Merge pull request #260 from guardicore/feature/add-island-password-auth

Add option for password authentication with island

monkey/infection_monkey/requirements_linux.txt

@@ -1,6 +1,6 @@
 enum34
 impacket
-PyCrypto
+pycryptodome
 pyasn1
 cffi
 twisted

monkey/infection_monkey/requirements_windows.txt

@@ -1,6 +1,6 @@
 enum34
 impacket
-PyCrypto
+pycryptodome
 pyasn1
 cffi
 twisted

monkey/monkey_island/cc/environment/__init__.py

@@ -1,6 +1,7 @@
 import abc
 from datetime import timedelta
 import os
+from Crypto.Hash import SHA3_512
 
 __author__ = 'itay.mizeretz'
 
@@ -13,6 +14,12 @@ class Environment(object):
     _DEBUG_SERVER = False
     _AUTH_EXPIRATION_TIME = timedelta(hours=1)
 
+    def __init__(self):
+        self.config = None
+
+    def set_config(self, config):
+        self.config = config
+
     def get_island_port(self):
         return self._ISLAND_PORT
 
@@ -25,6 +32,11 @@ class Environment(object):
     def get_auth_expiration_time(self):
         return self._AUTH_EXPIRATION_TIME
 
+    def hash_secret(self, secret):
+        h = SHA3_512.new()
+        h.update(secret)
+        return h.hexdigest()
+
     @abc.abstractmethod
     def is_auth_enabled(self):
         return

monkey/monkey_island/cc/environment/aws.py

@@ -1,7 +1,7 @@
 import cc.auth
 from cc.environment import Environment
 from common.cloud.aws import AWS
-
+from Crypto.Hash import SHA3_512
 __author__ = 'itay.mizeretz'
 
 
@@ -23,5 +23,5 @@ class AwsEnvironment(Environment):
 
     def get_auth_users(self):
         return [
-            cc.auth.User(1, 'monkey', self._instance_id)
+            cc.auth.User(1, 'monkey', self.hash_secret(self._instance_id))
         ]

monkey/monkey_island/cc/environment/environment.py

@@ -1,16 +1,22 @@
 import json
 import logging
-import standard
-import aws
+
+from cc.environment import standard
+from cc.environment import aws
+from cc.environment import password
+
+__author__ = 'itay.mizeretz'
 
 logger = logging.getLogger(__name__)
 
 AWS = 'aws'
 STANDARD = 'standard'
+PASSWORD = 'password'
 
 ENV_DICT = {
-    'standard': standard.StandardEnvironment,
-    'aws': aws.AwsEnvironment
+    STANDARD: standard.StandardEnvironment,
+    AWS: aws.AwsEnvironment,
+    PASSWORD: password.PasswordEnvironment,
 }
 
 
@@ -25,8 +31,10 @@ def load_env_from_file():
     return config_json['server_config']
 
 try:
-    __env_type = load_env_from_file()
+    config_json = load_server_configuration_from_file()
+    __env_type = config_json['server_config']
     env = ENV_DICT[__env_type]()
+    env.set_config(config_json)
     logger.info('Monkey\'s env is: {0}'.format(env.__class__.__name__))
 except Exception:
     logger.error('Failed initializing environment', exc_info=True)

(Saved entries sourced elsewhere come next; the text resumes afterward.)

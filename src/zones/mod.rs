//! Zone Detector: clusters swing extremes from a daily/hourly candle series
//! into support/resistance levels. Zones are regenerated fresh every
//! evaluation cycle — they are never a long-lived mutable graph.

use chrono::{DateTime, Utc};
use rust_decimal::Decimal;

use crate::domain::candle::Candle;
use crate::domain::zone::{Zone, ZoneRole};
use crate::indicators::{swing_highs, swing_lows};

const DEFAULT_SWING_WINDOW: usize = 3;

struct Point {
    price: Decimal,
    role: ZoneRole,
}

/// Collect swing highs/lows, cluster points within `tolerance` of each
/// other, and keep clusters whose member count meets `min_strength`. A
/// cluster's level is the mean of its members; its role is the majority
/// role among members, ties broken to resistance.
pub fn detect_zones(
    candles: &[Candle],
    tolerance: Decimal,
    min_strength: u32,
    detected_at: DateTime<Utc>,
) -> Vec<Zone> {
    let mut points: Vec<Point> = swing_highs(candles, DEFAULT_SWING_WINDOW)
        .into_iter()
        .map(|i| Point {
            price: candles[i].high,
            role: ZoneRole::Resistance,
        })
        .chain(
            swing_lows(candles, DEFAULT_SWING_WINDOW)
                .into_iter()
                .map(|i| Point {
                    price: candles[i].low,
                    role: ZoneRole::Support,
                }),
        )
        .collect();

    points.sort_by(|a, b| a.price.cmp(&b.price));

    let mut clusters: Vec<Vec<Point>> = Vec::new();
    for point in points.drain(..) {
        match clusters.last_mut() {
            Some(cluster) if point.price - cluster.last().unwrap().price <= tolerance => {
                cluster.push(point);
            }
            _ => clusters.push(vec![point]),
        }
    }

    clusters
        .into_iter()
        .filter(|cluster| cluster.len() as u32 >= min_strength)
        .map(|cluster| {
            let strength = cluster.len() as u32;
            let sum: Decimal = cluster.iter().map(|p| p.price).sum();
            let level = sum / Decimal::from(cluster.len());
            let resistance_votes = cluster
                .iter()
                .filter(|p| p.role == ZoneRole::Resistance)
                .count();
            let support_votes = cluster.len() - resistance_votes;
            let role = if resistance_votes >= support_votes {
                ZoneRole::Resistance
            } else {
                ZoneRole::Support
            };
            Zone {
                level,
                role,
                strength,
                detected_at,
                invalidated_at: None,
            }
        })
        .collect()
}

#[cfg(test)]
mod tests {
    use super::*;
    use crate::domain::candle::Granularity;
    use chrono::{TimeZone, Utc};
    use rust_decimal_macros::dec;

    fn candle(high: f64, low: f64, idx: i64) -> Candle {
        Candle {
            instrument: "EUR_USD".to_string(),
            granularity: Granularity::D1,
            timestamp: Utc.timestamp_opt(idx * 86400, 0).unwrap(),
            open: Decimal::from_f64_retain((high + low) / 2.0).unwrap(),
            high: Decimal::from_f64_retain(high).unwrap(),
            low: Decimal::from_f64_retain(low).unwrap(),
            close: Decimal::from_f64_retain((high + low) / 2.0).unwrap(),
            volume: dec!(1000),
        }
    }

    #[test]
    fn flat_series_has_no_swings_and_no_zones() {
        let candles: Vec<Candle> = (0..10).map(|i| candle(1.1, 1.09, i)).collect();
        let zones = detect_zones(&candles, dec!(0.0020), 1, Utc::now());
        assert!(zones.is_empty());
    }

    #[test]
    fn weak_cluster_is_dropped_below_min_strength() {
        let mut candles: Vec<Candle> = (0..9).map(|i| candle(1.10, 1.09, i)).collect();
        candles[4].high = dec!(1.20);
        let zones = detect_zones(&candles, dec!(0.0020), 2, Utc::now());
        assert!(zones.is_empty());
    }

    #[test]
    fn acting_role_flips_when_close_crosses_level() {
        let zone = Zone {
            level: dec!(1.1000),
            role: ZoneRole::Resistance,
            strength: 3,
            detected_at: Utc::now(),
            invalidated_at: None,
        };
        let (role, flipped) = zone.acting_role(dec!(1.1050));
        assert_eq!(role, ZoneRole::Support);
        assert!(flipped);

        let (role, flipped) = zone.acting_role(dec!(1.0950));
        assert_eq!(role, ZoneRole::Resistance);
        assert!(!flipped);
    }
}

monkey/monkey_island/cc/environment/password.py

@@ -0,0 +1,15 @@
+from cc.environment import Environment
+import cc.auth
+
+__author__ = 'itay.mizeretz'
+
+
+class PasswordEnvironment(Environment):
+
+    def is_auth_enabled(self):
+        return True
+
+    def get_auth_users(self):
+        return [
+            cc.auth.User(1, self.config['user'], self.config['hash'])
+        ]

monkey/monkey_island/cc/ui/package.json

@@ -90,6 +90,7 @@
     "react-router-dom": "^4.3.1",
     "react-table": "^6.8.6",
     "react-toggle": "^4.0.1",
-    "redux": "^4.0.0"
+    "redux": "^4.0.0",
+    "sha3": "^2.0.0"
   }
 }

monkey/monkey_island/cc/ui/src/server_config/PasswordConfig.js

@@ -0,0 +1,9 @@
+import BaseConfig from './BaseConfig';
+
+class PasswordConfig extends BaseConfig{
+  isAuthEnabled() {
+    return true;
+  }
+}
+
+export default PasswordConfig;

monkey/monkey_island/cc/ui/src/server_config/ServerConfig.js

@@ -1,12 +1,14 @@
 import StandardConfig from './StandardConfig';
 import AwsConfig from './AwsConfig';
+import PasswordConfig from "./PasswordConfig";
 
 const SERVER_CONFIG_JSON = require('../../../server_config.json');
 
 const CONFIG_DICT =
   {
     'standard': StandardConfig,
-    'aws': AwsConfig
+    'aws': AwsConfig,
+    'password': PasswordConfig
   };
 
 export const SERVER_CONFIG = new CONFIG_DICT[SERVER_CONFIG_JSON['server_config']]();

monkey/monkey_island/cc/ui/src/services/AuthService.js

@@ -1,3 +1,4 @@
+import { SHA3 } from 'sha3';
 import decode from 'jwt-decode';
 import {SERVER_CONFIG} from '../server_config/ServerConfig';
 
@@ -6,7 +7,7 @@ export default class AuthService {
 
   login = (username, password) => {
     if (this.AUTH_ENABLED) {
-      return this._login(username, password);
+      return this._login(username, this.hashSha3(password));
     } else {
       return {result: true};
     }
@@ -20,6 +21,12 @@ export default class AuthService {
     }
   };
 
+  hashSha3(text) {
+    let hash = new SHA3(512);
+    hash.update(text);
+    return this._toHexStr(hash.digest());
+  }
+
   _login = (username, password) => {
     return this._authFetch('/api/auth', {
       method: 'POST',
@@ -103,4 +110,9 @@ export default class AuthService {
     return localStorage.getItem('jwt')
   }
 
+  _toHexStr(byteArr) {
+    return byteArr.reduce((acc, x) => (acc + ('0' + x.toString(0x10)).slice(-2)), '');
+  }
+
+
 }

monkey/monkey_island/deb-package/monkey_island_pip_requirements.txt

@@ -13,7 +13,7 @@ jsonschema
 netifaces
 ipaddress
 enum34
-PyCrypto
+pycryptodome
 boto3
 awscli
 virtualenv

monkey/monkey_island/requirements.txt

@@ -13,6 +13,6 @@ jsonschema
 netifaces
 ipaddress
 enum34
-PyCrypto
+pycryptodome
 boto3
 awscli